2017 Great Communicators Tournament
2017 Great Communicator: Abbey Lovett
Congratulations to our other finalists, Ashley Keimach and Jessi Bennett
The liberty movement lacks great communicators – people who penetrate and persuade effectively. For liberty to prevail on a sustained basis, we must solve this problem, or we’ll continue to win the battle of ideas but lose the policy and political debates that decide electoral outcomes. The Great Communicators Tournament is our way to start solving this problem. Our goal is to identify and promote individuals who can effectively and persuasively discuss and defend the free market and the benefits of individual freedom.
New In 2017
This year we partnered with the Foundation for Economic Education and Young Americans for Liberty to host mini-Great Communicators Tournaments during their national conferences. The winners of these Tournaments advanced to the finals of our national Tournament.

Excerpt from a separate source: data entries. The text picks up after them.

/*!
 * Vocabulary selection for study decks.
 *
 * Chapters are tokenized, scored against a per-language lexicon and the
 * book's chapter frequencies, and the best distinct lemmas are selected.
 */

pub use self::lexicon::{Lexicon, PartOfSpeech};
pub use self::ranking::{CorpusStats, RankedWord, RankingEngine};
pub use self::tokenize::{tokenize, Token, TokenizedChapter};

pub mod lexicon;
pub mod ranking;
pub mod stopwords;
pub mod tokenize;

Abbey Lovett, winner of the FEECon mini-GCT, and Jessi Bennett, YALCon Great Communicator, and Ashley Keimach, from the online video submissions advanced directly to the final rounds. The three contestants recorded a video of themselves speaking about the benefits of a free market solution to a current public policy issue. Our three finalists cameWashington, D.C. for three days in early November to record their entries and to spend time networking and attending workshops that will improve their communications and messaging skills. You can learn more about this event and the Tournament results here.

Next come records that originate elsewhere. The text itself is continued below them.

/*!
 * End-to-end pipeline runs against the mock translation backend.
 */

use std::time::Duration;

use futures::StreamExt;

use bookling::database::models::JobEventRecord;
use bookling::pipeline::{AdvanceOutcome, Stage};
use bookling::providers::mock::MockClient;

use crate::common::{sample_book, sample_paragraph, was_sent, TestPipeline};

#[tokio::test]
async fn test_submit_threeChaptersOfTenParagraphs_shouldProduceBookAndDeck() {
    let pipeline = TestPipeline::new(MockClient::working());
    let source = pipeline.write_document("novel.txt", &sample_book(3, 10));

    let job = pipeline.orchestrator.create_job(&source, "en", "es").await.unwrap();

    loop {
        let outcome = pipeline.orchestrator.advance(&job.id).await.unwrap();
        if outcome == (AdvanceOutcome::Advanced { from: Stage::Translating, to: Stage::Assembling }) {
            break;
        }
        assert!(outcome.can_continue(), "unexpected outcome {:?}", outcome);
    }
    let state = pipeline.orchestrator.current_state(&job.id).await.unwrap();
    assert_eq!(state.percentage, Stage::Translating.band().1);
    assert_eq!(state.percentage, 75.0);

    let finished = pipeline.orchestrator.run_to_completion(&job.id).await.unwrap();

    assert_eq!(finished.stage, Stage::Done);
    assert_eq!(finished.percentage, 100.0);
    assert_eq!(pipeline.repo.get_chapters(&job.id).await.unwrap().len(), 3);
    assert_eq!(pipeline.repo.paragraph_counts(&job.id).await.unwrap(), (30, 30));

    let book = std::fs::read_to_string(finished.book_path.as_deref().unwrap()).unwrap();
    assert!(book.starts_with("# Chapter 1\n\n"));
    assert!(book.contains(&MockClient::translation_of(&sample_paragraph(2, 9), "es")));
    assert_eq!(book.matches("# Chapter ").count(), 3);

    let deck = std::fs::read_to_string(finished.cards_path.as_deref().unwrap()).unwrap();
    assert!(deck.starts_with("chapter,lemma,pos,score,definition,example\n"));

    let cards = pipeline.repo.get_flashcards(&job.id).await.unwrap();
    assert!(!cards.is_empty());
    for chapter in 0..3 {
        let per_chapter: Vec<_> = cards.iter().filter(|c| c.chapter_index == chapter).collect();
        assert!(!per_chapter.is_empty() && per_chapter.len() <= pipeline.config.flashcards.top_n);
        let mut lemmas: Vec<&str> = per_chapter.iter().map(|c| c.lemma.as_str()).collect();
        lemmas.sort();
        lemmas.dedup();
        assert_eq!(lemmas.len(), per_chapter.len());
    }

    let manifest = pipeline.config.storage.artifact_dir.join(&job.id).join("manifest.json");
    assert!(manifest.is_file());
}

#[tokio::test]
async fn test_resubmit_sameText_shouldNotCallClientAgain() {
    let pipeline = TestPipeline::new(MockClient::working());
    let text = sample_book(2, 5);
    let first_source = pipeline.write_document("first.txt", &text);
    let second_source = pipeline.write_document("second.txt", &text);

    let first = pipeline.orchestrator.create_job(&first_source, "en", "es").await.unwrap();
    let first = pipeline.orchestrator.run_to_completion(&first.id).await.unwrap();
    let calls = pipeline.client.call_count();
    assert!(calls > 0);

    let second = pipeline.orchestrator.create_job(&second_source, "en", "es").await.unwrap();
    let second = pipeline.orchestrator.run_to_completion(&second.id).await.unwrap();

    assert_eq!(second.stage, Stage::Done);
    assert_eq!(pipeline.client.call_count(), calls);

    let first_book = std::fs::read(first.book_path.unwrap()).unwrap();
    let second_book = std::fs::read(second.book_path.unwrap()).unwrap();
    assert_eq!(first_book, second_book);

    let first_deck = std::fs::read(first.cards_path.unwrap()).unwrap();
    let second_deck = std::fs::read(second.cards_path.unwrap()).unwrap();
    assert_eq!(first_deck, second_deck);
}

#[tokio::test]
async fn test_translate_withTwoTransientFailures_shouldRetryBatchAndSucceed() {
    let pipeline = TestPipeline::new(MockClient::fail_first(2));
    let source = pipeline.write_document("short.txt", &sample_book(1, 3));
    let job = pipeline.orchestrator.create_job(&source, "en", "es").await.unwrap();

    loop {
        let outcome = pipeline.orchestrator.advance(&job.id).await.unwrap();
        if outcome == (AdvanceOutcome::Advanced { from: Stage::Translating, to: Stage::Assembling }) {
            break;
        }
        assert!(outcome.can_continue(), "unexpected outcome {:?}", outcome);
    }

    assert_eq!(pipeline.client.call_count(), 3);
    assert_eq!(
        pipeline.sleeper.delays(),
        vec![Duration::from_millis(1000), Duration::from_millis(2000)]
    );

    let finished = pipeline.orchestrator.run_to_completion(&job.id).await.unwrap();
    assert_eq!(finished.stage, Stage::Done);
}

#[tokio::test]
async fn test_translate_withFatalError_shouldFailWithoutAssembling() {
    let pipeline = TestPipeline::new(MockClient::failing());
    let source = pipeline.write_document("novel.txt", &sample_book(2, 4));
    let job = pipeline.orchestrator.create_job(&source, "en", "es").await.unwrap();

    let finished = pipeline.orchestrator.run_to_completion(&job.id).await.unwrap();

    assert_eq!(finished.stage, Stage::Failed);
    assert_eq!(finished.failed_stage, Some(Stage::Translating));
    assert!(finished.error.as_deref().unwrap().contains("simulated invalid credentials"));
    assert!(finished.book_path.is_none());
    assert!(!pipeline.config.storage.artifact_dir.join(&job.id).join("book.md").exists());

    // A fatal batch error is not retried at either level
    assert!(pipeline.sleeper.delays().is_empty());

    let events = pipeline.repo.get_events(&job.id, 0).await.unwrap();
    assert!(events.iter().all(|e| e.stage != Stage::Assembling));
    assert_eq!(events.last().unwrap().stage, Stage::Failed);
}

#[tokio::test]
async fn test_subscribe_afterCompletion_shouldReplayHistory() {
    let pipeline = TestPipeline::new(MockClient::working());
    let source = pipeline.write_document("novel.txt", &sample_book(1, 2));
    let job = pipeline.orchestrator.create_job(&source, "en", "fr").await.unwrap();
    pipeline.orchestrator.run_to_completion(&job.id).await.unwrap();

    let events: Vec<JobEventRecord> = pipeline.orchestrator.subscribe(&job.id).collect().await;

    assert_eq!(events.first().unwrap().stage, Stage::Queued);
    assert_eq!(events.last().unwrap().stage, Stage::Done);
    assert!(events.windows(2).all(|w| w[0].seq < w[1].seq));
    assert!(events.windows(2).all(|w| w[0].percentage <= w[1].percentage));

    let seen: Vec<Stage> = events.iter().map(|e| e.stage).collect();
    for stage in [Stage::Translating, Stage::Assembling, Stage::Flashcards, Stage::Finalizing] {
        assert!(seen.contains(&stage), "no event for {}", stage);
    }
}

#[tokio::test]
async fn test_spawnedJobs_shouldRunConcurrently() {
    let pipeline = TestPipeline::new(MockClient::working());
    let sources: Vec<_> = (0..3)
        .map(|i| pipeline.write_document(&format!("book{}.txt", i), &sample_book(1, 3 + i)))
        .collect();

    let mut handles = Vec::new();
    for source in &sources {
        let job = pipeline.orchestrator.create_job(source, "en", "it").await.unwrap();
        handles.push(pipeline.orchestrator.spawn(&job.id));
    }
    for handle in handles {
        let job = handle.await.unwrap().unwrap();
        assert_eq!(job.stage, Stage::Done);
    }

    assert_eq!(pipeline.repo.list_jobs(Some(Stage::Done)).await.unwrap().len(), 3);
    assert!(pipeline.repo.list_resumable_jobs().await.unwrap().is_empty());
    assert!(was_sent(&pipeline.client, &sample_paragraph(0, 4)));
}

#[tokio::test]
async fn test_flashcards_withSmallBatchLimit_shouldSplitDefinitionLookups() {
    let pipeline = TestPipeline::with_config(MockClient::working(), |config| {
        config.translation.max_paragraphs_per_batch = 2;
        config.flashcards.top_n = 7;
    });
    let source = pipeline.write_document("novel.txt", &sample_book(1, 3));
    let job = pipeline.orchestrator.create_job(&source, "en", "es").await.unwrap();

    let finished = pipeline.orchestrator.run_to_completion(&job.id).await.unwrap();

    assert_eq!(finished.stage, Stage::Done);
    assert!(pipeline.client.requests().iter().all(|texts| texts.len() <= 2));

    let cards = pipeline.repo.get_flashcards(&job.id).await.unwrap();
    assert!(cards.len() > 2);
    for card in &cards {
        assert_eq!(card.definition, MockClient::translation_of(&card.lemma, "en"));
    }
}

Instead of having the judges or our audience guess which message will resonate with the audiences we must persuade, we worked with behavioral scientists to use focus groups and randomized controlled trials to test videos of our contestants (and their accompanying transcripts) with these audiences. If our goal is to find messages that resonate with the moveable middle and soft left, we need to know what messages actually persuade them.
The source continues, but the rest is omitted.